**YOUR INSTRUCTIONS:** Select from the records below every line that has the word "Reject" in it.

Collected data
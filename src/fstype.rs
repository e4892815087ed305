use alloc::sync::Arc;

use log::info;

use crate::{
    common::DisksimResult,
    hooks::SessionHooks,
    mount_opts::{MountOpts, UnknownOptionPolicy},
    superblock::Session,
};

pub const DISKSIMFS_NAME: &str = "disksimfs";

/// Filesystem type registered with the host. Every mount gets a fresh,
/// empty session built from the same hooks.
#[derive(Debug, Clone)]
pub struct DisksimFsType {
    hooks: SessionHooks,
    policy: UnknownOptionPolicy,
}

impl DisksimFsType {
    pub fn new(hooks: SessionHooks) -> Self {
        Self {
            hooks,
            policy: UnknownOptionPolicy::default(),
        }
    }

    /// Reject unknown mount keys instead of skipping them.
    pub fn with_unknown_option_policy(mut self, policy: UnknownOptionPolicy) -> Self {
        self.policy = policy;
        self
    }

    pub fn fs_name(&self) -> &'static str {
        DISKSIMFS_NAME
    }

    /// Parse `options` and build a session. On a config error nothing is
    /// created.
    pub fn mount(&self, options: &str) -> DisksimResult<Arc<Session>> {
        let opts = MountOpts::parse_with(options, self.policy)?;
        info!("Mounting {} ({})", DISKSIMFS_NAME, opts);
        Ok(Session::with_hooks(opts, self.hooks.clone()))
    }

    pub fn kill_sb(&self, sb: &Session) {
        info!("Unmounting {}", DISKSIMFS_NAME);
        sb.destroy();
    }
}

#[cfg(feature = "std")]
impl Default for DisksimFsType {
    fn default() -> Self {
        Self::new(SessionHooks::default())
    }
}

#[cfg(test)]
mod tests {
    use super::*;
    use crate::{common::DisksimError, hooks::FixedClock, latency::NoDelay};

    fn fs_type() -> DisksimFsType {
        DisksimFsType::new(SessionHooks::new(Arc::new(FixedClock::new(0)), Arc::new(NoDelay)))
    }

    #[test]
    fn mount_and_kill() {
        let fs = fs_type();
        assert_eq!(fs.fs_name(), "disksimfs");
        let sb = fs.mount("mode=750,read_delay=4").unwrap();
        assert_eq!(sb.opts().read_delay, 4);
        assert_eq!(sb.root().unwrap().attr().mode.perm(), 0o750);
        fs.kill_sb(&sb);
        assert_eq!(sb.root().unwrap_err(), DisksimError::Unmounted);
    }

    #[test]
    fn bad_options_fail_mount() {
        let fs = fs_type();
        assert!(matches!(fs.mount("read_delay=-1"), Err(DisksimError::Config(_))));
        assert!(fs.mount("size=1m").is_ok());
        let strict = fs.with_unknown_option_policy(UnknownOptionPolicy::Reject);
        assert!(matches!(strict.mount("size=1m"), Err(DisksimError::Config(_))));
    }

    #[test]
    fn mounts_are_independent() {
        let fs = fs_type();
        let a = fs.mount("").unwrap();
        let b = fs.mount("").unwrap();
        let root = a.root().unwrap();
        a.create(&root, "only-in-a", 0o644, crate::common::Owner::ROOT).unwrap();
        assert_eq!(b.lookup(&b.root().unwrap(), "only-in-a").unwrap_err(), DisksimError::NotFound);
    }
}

**EXERCISE RESPONSE:**
    /// Reject unknown mount keys instead of skipping them.
        let strict = fs.with_unknown_option_policy(UnknownOptionPolicy::Reject);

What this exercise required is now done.